Many overwintering plants survive the formation of extracellular ice in their tissues. For example, when winter rye (Secale cereale) plants are exposed to subzero temperatures, ice initially forms in intercellular spaces and xylem vessels of the leaves at temperatures ranging from −2°C to −5°C (Pearce, 1988; Pearce and Ashworth, 1992). It is the ability of a plant to withstand this initial freezing process that distinguishes a freezing-tolerant from a freezing-sensitive plant. As the temperature is lowered further, the intercellular ice creates a vapor pressure differential that results in the progressive loss of water from the cell (Burke et al., 1983). The lowest survival temperature of the plant is thought to be related to its capacity to survive this freeze-induced dehydration (Sakai and Larcher, 1987).

During cold acclimation, many freezing-tolerant plants accumulate antifreeze proteins (AFPs; Griffith et al., 1992; Urrutia et al., 1992; Duman and Olsen, 1993; Griffith and Ewart, 1995). AFPs inhibit the growth and recrystallization of intercellular ice by adsorbing onto the surface of ice crystals via van der Waals interactions and/or hydrogen bonds (DeVries, 1986; Knight and Duman, 1986; Ewart et al., 1999). In cold-hardened winter rye leaves, AFPs are present in epidermal cell walls, in cell walls surrounding intercellular spaces, and in the secondary cell walls of xylem vessels of the leaves (Antikainen et al., 1996; Pihakaski-Maunsbach et al., 1996). These are all sites where ice can propagate into and throughout the plant, and so the presence of AFPs may influence the growth of ice in the apoplast.

Upon exposure to cold temperatures, winter rye secretes six AFPs ranging in size from 15 to 35 kD into the apoplast (Griffith et al., 1992; Hon et al., 1994, 1995). These AFPs are not unique proteins (Hon et al., 1995), rather they are similar to pathogenesis-related (PR) proteins that are normally secreted in response to infection by pathogens as part of the mechanism for disease resistance (Stinzi et al., 1993). Two of the rye AFPs are glucanases, two are chitinases, and two are thaumatin-like proteins (Hon et al., 1995). One 35-kD protein that accumulates at cold temperature in the apoplast of winter rye leaves was purified to homogeneity and shown to exhibit both endochitinase and antifreeze activities, thus proving that it is a dual function enzyme (Hon et al., 1995). Cold-induced disease resistance and accumulation of PR proteins such as chitinases, osmotin, and polygalacturonase inhibitor protein have been observed in other plants, including barley, potatoes, bermudagrass, and carrots (Tronsmo et al., 1993; Zhu et al., 1993; Gatschet et al., 1996; Ergon et al., 1998; Worrall et al., 1998; Meyer et al., 1999), but with the exception of carrot polygalacturonase inhibitor protein, it is not known whether these PR proteins can also bind to ice. This distinction is an important one because Hiilovaara-Teijo and coworkers (1999) recently showed that winter rye plants infected at warm temperature by snow mold, a pathogen of winter cereals, accumulate PR proteins, including glucanases, chitinases, and thaumatin-like proteins, in the apoplast of winter rye leaves. These PR proteins induced by pathogens have no antifreeze activity, whereas PR proteins that accumulate in the apoplast of rye leaves in response to cold exhibit antifreeze activity and antifungal enzymatic activities.

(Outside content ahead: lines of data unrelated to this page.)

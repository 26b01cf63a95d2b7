use anyhow::bail;
use serde::{Deserialize, Serialize};

use crate::columns::{default_column_order, COL_BTECH_CGPA, COL_BTECH_PERCENTAGE};

#[derive(Debug, Clone, Serialize, Deserialize)]
pub struct Config {
    pub cutoff_10th: f64,
    pub cutoff_12th: f64,
    pub cutoff_btech_cgpa: f64,
    pub cutoff_live_kt: f64,
    pub cutoff_drop: f64,
    pub cutoff_gap: f64,
    /// Keep "BTech Percentage" and drop "BTech CGPA"; false keeps the CGPA
    /// column instead.
    pub keep_percentage: bool,
    pub sheet_name: String,
    pub column_order: Vec<String>,
}

impl Default for Config {
    fn default() -> Self {
        Self {
            cutoff_10th: 70.0,
            cutoff_12th: 70.0,
            cutoff_btech_cgpa: 6.0,
            cutoff_live_kt: 0.0,
            cutoff_drop: 0.0,
            cutoff_gap: 2.0,
            keep_percentage: true,
            sheet_name: "RAIT".to_string(),
            column_order: default_column_order(),
        }
    }
}

impl Config {
    pub fn load_from_file(file_path: &str) -> anyhow::Result<Self> {
        let content = std::fs::read_to_string(file_path)?;
        let config: Config = toml::from_str(&content)?;
        Ok(config)
    }

    pub fn save_to_file(&self, file_path: &str) -> anyhow::Result<()> {
        let content = toml::to_string_pretty(self)?;
        std::fs::write(file_path, content)?;
        Ok(())
    }

    pub fn validate(&self) -> anyhow::Result<()> {
        if !(0.0..=100.0).contains(&self.cutoff_10th) {
            bail!("cutoff_10th must be between 0 and 100, got {}", self.cutoff_10th);
        }
        if !(0.0..=100.0).contains(&self.cutoff_12th) {
            bail!("cutoff_12th must be between 0 and 100, got {}", self.cutoff_12th);
        }
        if !(0.0..=10.0).contains(&self.cutoff_btech_cgpa) {
            bail!(
                "cutoff_btech_cgpa must be between 0 and 10, got {}",
                self.cutoff_btech_cgpa
            );
        }
        if !(0.0..=10.0).contains(&self.cutoff_live_kt) {
            bail!("cutoff_live_kt must be between 0 and 10, got {}", self.cutoff_live_kt);
        }
        if !(0.0..=10.0).contains(&self.cutoff_drop) {
            bail!("cutoff_drop must be between 0 and 10, got {}", self.cutoff_drop);
        }
        if !(0.0..=10.0).contains(&self.cutoff_gap) {
            bail!("cutoff_gap must be between 0 and 10, got {}", self.cutoff_gap);
        }
        // Excel caps sheet names at 31 characters.
        if self.sheet_name.is_empty() || self.sheet_name.chars().count() > 31 {
            bail!(
                "sheet_name must be 1 to 31 characters, got {:?}",
                self.sheet_name
            );
        }
        Ok(())
    }

    /// Name of the degree-metric column kept in the output.
    pub fn kept_metric(&self) -> &'static str {
        if self.keep_percentage {
            COL_BTECH_PERCENTAGE
        } else {
            COL_BTECH_CGPA
        }
    }
}

/// One spreadsheet cell as the pipeline sees it.
#[derive(Debug, Clone, PartialEq)]
pub enum Cell {
    Empty,
    Text(String),
    Number(f64),
}

impl Cell {
    pub fn is_empty(&self) -> bool {
        matches!(self, Cell::Empty)
    }

    /// Display text of the cell. Whole numbers render without a trailing
    /// ".0" so year and count columns compare like their typed-in form.
    pub fn render(&self) -> String {
        match self {
            Cell::Empty => String::new(),
            Cell::Text(s) => s.clone(),
            Cell::Number(n) => {
                if n.fract() == 0.0 && n.abs() < 1e15 {
                    format!("{}", *n as i64)
                } else {
                    n.to_string()
                }
            }
        }
    }

    /// Numeric view of the cell; text values parse with comma-decimal
    /// tolerance ("67,5" reads as 67.5).
    pub fn as_number(&self) -> Option<f64> {
        match self {
            Cell::Number(n) => Some(*n),
            Cell::Text(s) => s.trim().replace(',', ".").parse::<f64>().ok(),
            Cell::Empty => None,
        }
    }
}

/// An in-memory sheet: named columns and positionally aligned rows.
#[derive(Debug, Clone, Default, PartialEq)]
pub struct Table {
    pub columns: Vec<String>,
    pub rows: Vec<Vec<Cell>>,
}

impl Table {
    pub fn new(columns: Vec<String>) -> Self {
        Self {
            columns,
            rows: Vec::new(),
        }
    }

    pub fn len(&self) -> usize {
        self.rows.len()
    }

    pub fn is_empty(&self) -> bool {
        self.rows.is_empty()
    }

    pub fn column_index(&self, name: &str) -> Option<usize> {
        self.columns.iter().position(|c| c == name)
    }

    pub fn require_column(&self, name: &str) -> anyhow::Result<usize> {
        self.column_index(name)
            .ok_or_else(|| anyhow::anyhow!("missing required column '{}'", name))
    }

    /// Remove a column by name from the header and every row. Returns false
    /// when the column is absent.
    pub fn drop_column(&mut self, name: &str) -> bool {
        match self.column_index(name) {
            Some(idx) => {
                self.columns.remove(idx);
                for row in &mut self.rows {
                    row.remove(idx);
                }
                true
            }
            None => false,
        }
    }

    pub fn push_row(&mut self, row: Vec<Cell>) {
        self.rows.push(row);
    }
}

/// Normalize an identifier by removing all whitespace
pub fn normalize_identifier(raw: &str) -> String {
    raw.chars().filter(|c| !c.is_whitespace()).collect()
}

#[cfg(test)]
mod tests {
    use super::*;
    use anyhow::Result;

    #[test]
    fn default_config_is_valid() -> Result<()> {
        let config = Config::default();
        config.validate()?;
        assert_eq!(config.cutoff_10th, 70.0);
        assert_eq!(config.cutoff_gap, 2.0);
        assert!(config.keep_percentage);
        assert_eq!(config.sheet_name, "RAIT");
        Ok(())
    }

    #[test]
    fn config_round_trips_through_toml() -> Result<()> {
        let mut config = Config::default();
        config.cutoff_btech_cgpa = 7.5;
        config.keep_percentage = false;
        let text = toml::to_string_pretty(&config)?;
        let loaded: Config = toml::from_str(&text)?;
        assert_eq!(loaded.cutoff_btech_cgpa, 7.5);
        assert!(!loaded.keep_percentage);
        assert_eq!(loaded.column_order, config.column_order);
        Ok(())
    }

    #[test]
    fn validate_rejects_out_of_range_cutoffs() {
        let mut config = Config::default();
        config.cutoff_10th = 120.0;
        assert!(config.validate().is_err());

        let mut config = Config::default();
        config.cutoff_live_kt = -1.0;
        assert!(config.validate().is_err());

        let mut config = Config::default();
        config.sheet_name = "x".repeat(32);
        assert!(config.validate().is_err());
    }

    #[test]
    fn kept_metric_follows_the_flag() {
        let mut config = Config::default();
        assert_eq!(config.kept_metric(), "BTech Percentage");
        config.keep_percentage = false;
        assert_eq!(config.kept_metric(), "BTech CGPA");
    }

    #[test]
    fn normalize_identifier_strips_all_whitespace() {
        assert_eq!(normalize_identifier(" John  Doe "), "JohnDoe");
        assert_eq!(normalize_identifier("J0123"), "J0123");
        assert_eq!(normalize_identifier("J\t01 23"), "J0123");
        assert_eq!(normalize_identifier(""), "");
    }

    #[test]
    fn cell_renders_whole_numbers_without_decimals() {
        assert_eq!(Cell::Number(2019.0).render(), "2019");
        assert_eq!(Cell::Number(67.5).render(), "67.5");
        assert_eq!(Cell::Text("hi".into()).render(), "hi");
        assert_eq!(Cell::Empty.render(), "");
    }

    #[test]
    fn cell_parses_comma_decimals() {
        assert_eq!(Cell::Text("67,5".into()).as_number(), Some(67.5));
        assert_eq!(Cell::Text(" 70 ".into()).as_number(), Some(70.0));
        assert_eq!(Cell::Text("n/a".into()).as_number(), None);
        assert_eq!(Cell::Empty.as_number(), None);
    }

    #[test]
    fn drop_column_removes_header_and_cells() {
        let mut table = Table::new(vec!["A".into(), "B".into()]);
        table.push_row(vec![Cell::Number(1.0), Cell::Number(2.0)]);
        assert!(table.drop_column("A"));
        assert_eq!(table.columns, vec!["B".to_string()]);
        assert_eq!(table.rows[0], vec![Cell::Number(2.0)]);
        assert!(!table.drop_column("A"));
    }

    #[test]
    fn require_column_names_the_missing_field() {
        let table = Table::new(vec!["A".into()]);
        let err = table.require_column("Resume").unwrap_err();
        assert!(err.to_string().contains("missing required column 'Resume'"));
    }
}
#![allow(clippy::module_inception)]

use std::{fmt::Write, rc::Rc};

use crate::errors::errors::{Error, ErrorTip};

pub mod ast;
pub mod errors;
pub mod lexer;
pub mod macros;
pub mod parser;

extern crate regex;

pub use lexer::{lexer::Lexer, source::TokenSource};
pub use parser::parser::{parse, Parser};

#[derive(Debug, Clone, PartialEq)]
pub struct Position(pub u32, pub Rc<String>);

impl Position {
    pub fn null() -> Self {
        Position(0, Rc::new(String::from("<null>")))
    }
}

#[derive(Debug, Clone, PartialEq)]
pub struct Span {
    pub start: Position,
    pub end: Position,
}

impl Span {
    pub fn null() -> Self {
        Span {
            start: Position::null(),
            end: Position::null(),
        }
    }
}

/// Finds the line holding byte offset `position` in `content`.
///
/// Returns the 1-based line number, the line text and the offset of
/// `position` within that line. An offset at the very end of the content
/// (where `EOF` tokens sit) resolves to the last line.
pub fn get_line_at_position(content: &str, position: u32) -> Option<(usize, String, usize)> {
    let pos = position as usize;

    if pos > content.len() {
        return None;
    }

    let mut start = 0;
    let mut line_number = 1;
    let mut last = None;

    for line in content.split_inclusive('\n') {
        let end = start + line.len();

        if (start..end).contains(&pos) {
            return Some((line_number, line.to_string(), pos - start));
        }

        last = Some((line_number, line.to_string(), pos - start));
        start = end;
        line_number += 1;
    }

    match last {
        Some(found) => Some(found),
        None => Some((1, String::new(), 0)),
    }
}


/// Formats a diagnostic with the offending source line underneath it.
pub fn format_error(error: &Error, source: &str) -> String {
    /*
        Error: UnexpectedToken (expected next token to be Assignment, got Integer instead)
        -> main.mk
          |
        1 | let x 5;
          | ------^
    */

    let mut out = String::new();
    let position = error.get_position();

    if let ErrorTip::None = error.get_tip() {
        let _ = writeln!(out, "Error: {} ({})", error.get_error_name(), error);
    } else {
        let _ = writeln!(out, "Error: {} ({})", error.get_error_name(), error.get_tip());
    }
    let _ = writeln!(out, "-> {}", position.1);

    let Some((line, line_text, line_pos)) = get_line_at_position(source, position.0) else {
        return out;
    };

    let line_string = line.to_string();
    let padding = line_string.len() + 2;

    let _ = writeln!(out, "{:>padding$}", "|");

    let (line_text_removed, removed_whitespace) = remove_starting_whitespace(&line_text);
    let _ = writeln!(out, "{} | {}", line_string, line_text_removed.trim_end());

    let arrows = line_pos.saturating_sub(removed_whitespace) + 1;

    let _ = writeln!(out, "{:>padding$} {:->arrows$}", "|", "^");

    out
}

/// Prints a diagnostic to stderr, see [`format_error`].
pub fn display_error(error: &Error, source: &str) {
    eprint!("{}", format_error(error, source));
}

fn remove_starting_whitespace(string: &str) -> (String, usize) {
    let mut start = 0;
    for c in string.chars() {
        if c == ' ' {
            start += 1;
        } else {
            break;
        }
    }

    (String::from(&string[start..]), start)
}
use std::{
    env,
    error::Error,
    fs,
    io::{self, Read},
    path::PathBuf,
    process,
    time::Instant,
};

use log::{debug, info};
use monkey_parser::{display_error, parse, Lexer};

fn main() -> Result<(), Box<dyn Error>> {
    env_logger::init();

    let args: Vec<String> = env::args().collect();

    let (source, file_name) = match args.len() {
        1 => {
            let mut source = String::new();
            io::stdin().read_to_string(&mut source)?;
            (source, String::from("stdin"))
        }
        2 => {
            let path = PathBuf::from(&args[1]);
            let file_name = match path.file_name() {
                Some(name) => name.to_string_lossy().into_owned(),
                None => args[1].clone(),
            };
            (fs::read_to_string(&path)?, file_name)
        }
        _ => {
            eprintln!("Usage: monkey-parse [script]");
            process::exit(64);
        }
    };

    debug!("Parsing {} ({} bytes)", file_name, source.len());

    let start = Instant::now();
    let (program, errors) = parse(Lexer::new(source.as_str(), Some(file_name)));

    info!("Parsed {} statement(s) in {:?}", program.len(), start.elapsed());

    if !errors.is_empty() {
        for error in &errors {
            display_error(error, &source);
        }
        process::exit(65);
    }

    println!("{}", program);

    Ok(())
}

The goal of this project was to determine the origin of antifreeze activity in the PR proteins that accumulate during cold acclimation in winter rye. We focused our study upon the two chitinase-AFPs (CHT-AFPs) with molecular masses of 28 and 35 kD (Hon et al., 1995). One way that these two winter rye CHT-AFPs may have acquired antifreeze activity is through the evolution of gene sequences encoding variants of chitinases that have both ice-binding domains and catalytic domains. Another possibility is that the mature amino acid sequences of the chitinases are chemically modified at cold temperatures to allow the proteins to bind to ice. The ice-binding domain alternatively may arise from a combination of events in which the products of variant chitinase genes are also chemically modified. Our specific objectives were to clone and characterize the genes encoding CHT-AFPs from winter rye. After the isolated cDNAs were sequenced to confirm that they encoded two different cold-responsive chitinases, they were expressed in heterologous hosts and assayed for antifreeze activity to prove that the translation products bind to ice. To determine whether further chemical modifications of the mature proteins were involved in binding to ice, the masses of the 35- and 28-kD CHT-AFPs purified from winter rye were determined by mass spectrometry and compared with the predicted translation products of the cDNAs. Our results show that the cDNAs CHT9 and CHT46 encode dual function ice-binding chitinases that do not require further chemical modification for their activities.

RESULTS

Strategy to Isolate Chitinase cDNAs from Winter Rye

Plant chitinases have been categorized into at least four classes (Collinge et al., 1993; Beintema, 1994; Graham and Sticklen, 1994; Meins et al., 1994). Class I chitinases are composed of three domains: a Cys-rich chitin-binding domain, a Pro-rich hinge region, and a highly conserved catalytic domain. Class II chitinases lack the hinge region and chitin-binding domain, but their catalytic domain is nearly identical to Class I chitinases. Class III lack the chitin-binding domain and have little sequence identity to the Class I catalytic domain. Class IV chitinases contain the Cys-rich chitin-binding domain with little homology to the Class I catalytic domain. All plant chitinases have an N-terminal or C-terminal targeting sequence that directs them first to the ER and then to either the vacuole or the apoplast. In earlier experiments, the 35-kD rye CHT-AFP was shown to have endochitinase activity and to bind to colloidal chitin (Hon et al., 1995), so we expected it to be a Class I chitinase. The 28-kD CHT-AFP was expected to be a Class II chitinase because it did not bind to the chitin-affinity column, yet it was immunodetected by the same antiserum as the 35-kD CHT-AFP (Hon et al., 1995; Antikainen et al., 1996). We reasoned that genes encoding both rye CHT-AFPs could be recovered using the conserved catalytic domain as a probe and used the cDNA HvCHT2a (GenBank accession no. X78671), which encodes a basic class II barley chitinase, to screen the cold-acclimated (CA) winter rye leaf cDNA library. On northern blots performed under high stringency conditions, pHvCHT2a hybridized with transcripts of two different sizes isolated from CA winter rye leaves (data not shown). These transcripts were 1.25 and 1.00 kb, which corresponded to the predicted transcript sizes for the 35- and 28-kD rye CHT-AFPs, respectively.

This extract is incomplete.